Through this civil case, the family is able to subpoena the phone records, depose the people who were on that boat, and put testimony under oath where a text message that got deleted has to be accounted for. These distinctions are particularly important because as Nolan’s mother shared with theGrio, she has not received any updates from local authorities on their investigation.
So in their “ferocious search for the truth,” Crump’s team is running its own investigation in the meantime: dozens of witnesses, an independent autopsy, and an effort to retrieve deleted messages from that holiday weekend because, as he noted, when families wait on the state, autopsies can take four months, six months, or a year. The private track exists because the public one hasn’t historically shown up. The reason a family in Mississippi in 2026 has a lawyer running a parallel investigation is that a family in Mississippi in 1955 had no way to ensure accountability in the public sector.
“But now, after Trayvon, after Michael Brown, after Breonna Taylor, after George Floyd, Alton Sterling, Tamir Rice. Sandra Bland, Sonia Massey, Tyree Nichols…those cases we affirm that Black lives matter just like white lives matter. Black tears are just as painful as white tears and black pain hurts just as much as white pain,” he continued. “So what Elmore and Christine and all of us have been saying is that we want a zealous investigation for our son, too. We want you to do for our Son what you would do for anybody’s son and get to the bottom of this because it’s not adding up.”
For Christine and Elmore Wonsley, ultimately, this is about seeking answers about what happened to the “ray of sunshine” that used to run around their house, wanting to take pictures and videos with his mom and take funny videos of his dad while he’s sleeping.
“God took his time with that one; you will not find too many Nolan Wells in this world,” Christine said of her son.
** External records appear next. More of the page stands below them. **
async fn cmd_uid_store<S: AsyncRead + AsyncWrite + Unpin>(
    reader: &mut BufReader<S>,
    tag: &str,
    rest: &str,
    mailbox: &Mutex<Mailbox>,
    selected: &str,
) -> std::io::Result<()> {
    let mut parts = rest.splitn(2, ' ');
    let set = parts.next().unwrap_or("");
    let clause = parts.next().unwrap_or("");
    let (item, silent) = {
        let mut words = clause.split_whitespace();
        let item = words.next().unwrap_or("").to_ascii_uppercase();
        let silent = item.ends_with(".SILENT");
        (item.trim_end_matches(".SILENT").to_string(), silent)
    };
    let flags_arg: Vec<String> = clause
        .splitn(2, '(')
        .nth(1)
        .unwrap_or("")
        .trim_end_matches(')')
        .split_whitespace()
        .map(std::string::ToString::to_string)
        .collect();

    let mut m = mailbox.lock().unwrap();
    let max_uid = m.folder(selected).map_or(0, |f| f.messages.iter().map(|msg| msg.uid).max().unwrap_or(0));
    let wanted = parse_uid_set(set, max_uid);
    let Some(folder) = m.folder_mut(selected) else {
        return write_line(reader, &format!("{tag} NO mailbox gone\r\n")).await;
    };

    let mut updated = Vec::new();
    for (seq, msg) in folder.messages.iter_mut().enumerate() {
        if !wanted.contains(&msg.uid) {
            continue;
        }
        match item.as_str() {
            "+FLAGS" => {
                for f in &flags_arg {
                    if !msg.flags.contains(f) {
                        msg.flags.push(f.clone());
                    }
                }
            }
            "-FLAGS" => msg.flags.retain(|f| !flags_arg.contains(f)),
            _ => msg.flags = flags_arg.clone(),
        }
        updated.push((seq + 1, msg.uid, msg.flags.clone()));
    }
    drop(m);

    if !silent {
        for (seq, uid, flags) in updated {
            write_line(reader, &format!("* {seq} FETCH (UID {uid} FLAGS ({}))\r\n", flags.join(" "))).await?;
        }
    }
    write_line(reader, &format!("{tag} OK UID STORE completed\r\n")).await
}

async fn cmd_uid_search<S: AsyncRead + AsyncWrite + Unpin>(
    reader: &mut BufReader<S>,
    tag: &str,
    rest: &str,
    mailbox: &Mutex<Mailbox>,
    selected: &str,
) -> std::io::Result<()> {
    let query = rest.trim().to_ascii_uppercase();
    let snap = mailbox.lock().unwrap().clone();
    let Some(folder) = snap.folder(selected) else {
        return write_line(reader, &format!("{tag} NO mailbox gone\r\n")).await;
    };
    let matching: Vec<u32> = folder
        .messages
        .iter()
        .filter(|m| {
            if query.contains("UNSEEN") {
                !m.flags.iter().any(|f| f == "\\Seen")
            } else {
                true
            }
        })
        .map(|m| m.uid)
        .collect();
    let ids = matching.iter().map(std::string::ToString::to_string).collect::<Vec<_>>().join(" ");
    write_line(reader, &format!("* SEARCH {ids}\r\n")).await?;
    write_line(reader, &format!("{tag} OK UID SEARCH completed\r\n")).await
}

async fn cmd_uid_copy_move<S: AsyncRead + AsyncWrite + Unpin>(
    reader: &mut BufReader<S>,
    tag: &str,
    rest: &str,
    mailbox: &Mutex<Mailbox>,
    selected: &str,
    is_move: bool,
) -> std::io::Result<()> {
    let mut parts = rest.splitn(2, ' ');
    let set = parts.next().unwrap_or("");
    let dest = parts.next().unwrap_or("").trim().trim_matches('"');

    let mut m = mailbox.lock().unwrap();
    let max_uid = m.folder(selected).map_or(0, |f| f.messages.iter().map(|msg| msg.uid).max().unwrap_or(0));
    let wanted = parse_uid_set(set, max_uid);

    if m.folder(dest).is_none() {
        return write_line(reader, &format!("{tag} NO [TRYCREATE] destination mailbox missing\r\n")).await;
    }

    let Some(src) = m.folder_mut(selected) else {
        return write_line(reader, &format!("{tag} NO mailbox gone\r\n")).await;
    };
    let (moved, kept): (Vec<_>, Vec<_>) = src.messages.drain(..).partition(|msg| wanted.contains(&msg.uid));
    src.messages = kept;

    let dest_uidvalidity;
    let mut dest_uids = Vec::new();
    {
        let dest_folder = m.folder_mut(dest).expect("checked above");
        dest_uidvalidity = dest_folder.uidvalidity;
        for mut msg in moved {
            let new_uid = dest_folder.next_uid;
            dest_folder.next_uid += 1;
            dest_uids.push(new_uid);
            msg.uid = new_uid;
            dest_folder.messages.push(msg);
        }
    }
    drop(m);

    let src_set = wanted.iter().map(std::string::ToString::to_string).collect::<Vec<_>>().join(",");
    let dst_set = dest_uids.iter().map(std::string::ToString::to_string).collect::<Vec<_>>().join(",");
    let verb = if is_move { "UID MOVE" } else { "UID COPY" };
    write_line(
        reader,
        &format!("{tag} OK [COPYUID {dest_uidvalidity} {src_set} {dst_set}] {verb} completed\r\n"),
    )
    .await
}

async fn cmd_expunge<S: AsyncRead + AsyncWrite + Unpin>(
    reader: &mut BufReader<S>,
    tag: &str,
    mailbox: &Mutex<Mailbox>,
    session: &mut Session,
) -> std::io::Result<()> {
    let Some(selected) = session.selected.clone() else {
        return write_line(reader, &format!("{tag} BAD no mailbox selected\r\n")).await;
    };
    let mut m = mailbox.lock().unwrap();
    let Some(folder) = m.folder_mut(&selected) else {
        return write_line(reader, &format!("{tag} NO mailbox gone\r\n")).await;
    };
    let mut expunged_seqs = Vec::new();
    let mut seq = 1usize;
    folder.messages.retain(|msg| {
        let keep = !msg.flags.iter().any(|f| f == "\\Deleted");
        if !keep {
            expunged_seqs.push(seq);
        }
        seq += 1;
        keep
    });
    drop(m);

    for s in expunged_seqs.iter().rev() {
        write_line(reader, &format!("* {s} EXPUNGE\r\n")).await?;
    }
    write_line(reader, &format!("{tag} OK EXPUNGE completed\r\n")).await
}

async fn cmd_append<S: AsyncRead + AsyncWrite + Unpin>(
    reader: &mut BufReader<S>,
    tag: &str,
    rest: &str,
    mailbox: &Mutex<Mailbox>,
) -> std::io::Result<()> {
    let Some(brace_start) = rest.find('{') else {
        return write_line(reader, &format!("{tag} BAD APPEND missing literal\r\n")).await;
    };
    let Some(brace_end) = rest[brace_start..].find('}') else {
        return write_line(reader, &format!("{tag} BAD APPEND malformed literal\r\n")).await;
    };
    let size: usize = rest[brace_start + 1..brace_start + brace_end].parse().unwrap_or(0);
    let header = &rest[..brace_start];
    let mut header_parts = header.splitn(2, ' ');
    let mailbox_name = header_parts.next().unwrap_or("").trim().trim_matches('"').to_string();

    write_line(reader, "+ Ready for literal data\r\n").await?;

    let mut body = vec![0u8; size];
    tokio::io::AsyncReadExt::read_exact(reader, &mut body).await?;
    let mut trailer = String::new();
    reader.read_line(&mut trailer).await?;

    let mut m = mailbox.lock().unwrap();
    let Some(folder) = m.folder_mut(&mailbox_name) else {
        return write_line(reader, &format!("{tag} NO [TRYCREATE] no such mailbox\r\n")).await;
    };
    let uid = folder.next_uid;
    folder.next_uid += 1;
    let uidvalidity = folder.uidvalidity;
    folder.messages.push(super::mailbox::TestMessage {
        uid,
        flags: Vec::new(),
        body,
    });
    drop(m);

    write_line(reader, &format!("{tag} OK [APPENDUID {uidvalidity} {uid}] APPEND completed\r\n")).await
}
“Nolan would have wanted to help, and as my wife said, if the shoes were on the other foot, he would do anything he could to help. He was a people person; his aura would light up a room. So anything he can do to help someone in need, even if he didn’t know them and he had some kind of information that will help, he will help,” Elmore concluded. “So, put yourself in our shoes, you will want to know. No matter if you’re black, white, Asian, whatever. Whatever. You would want to know what happened to your child.”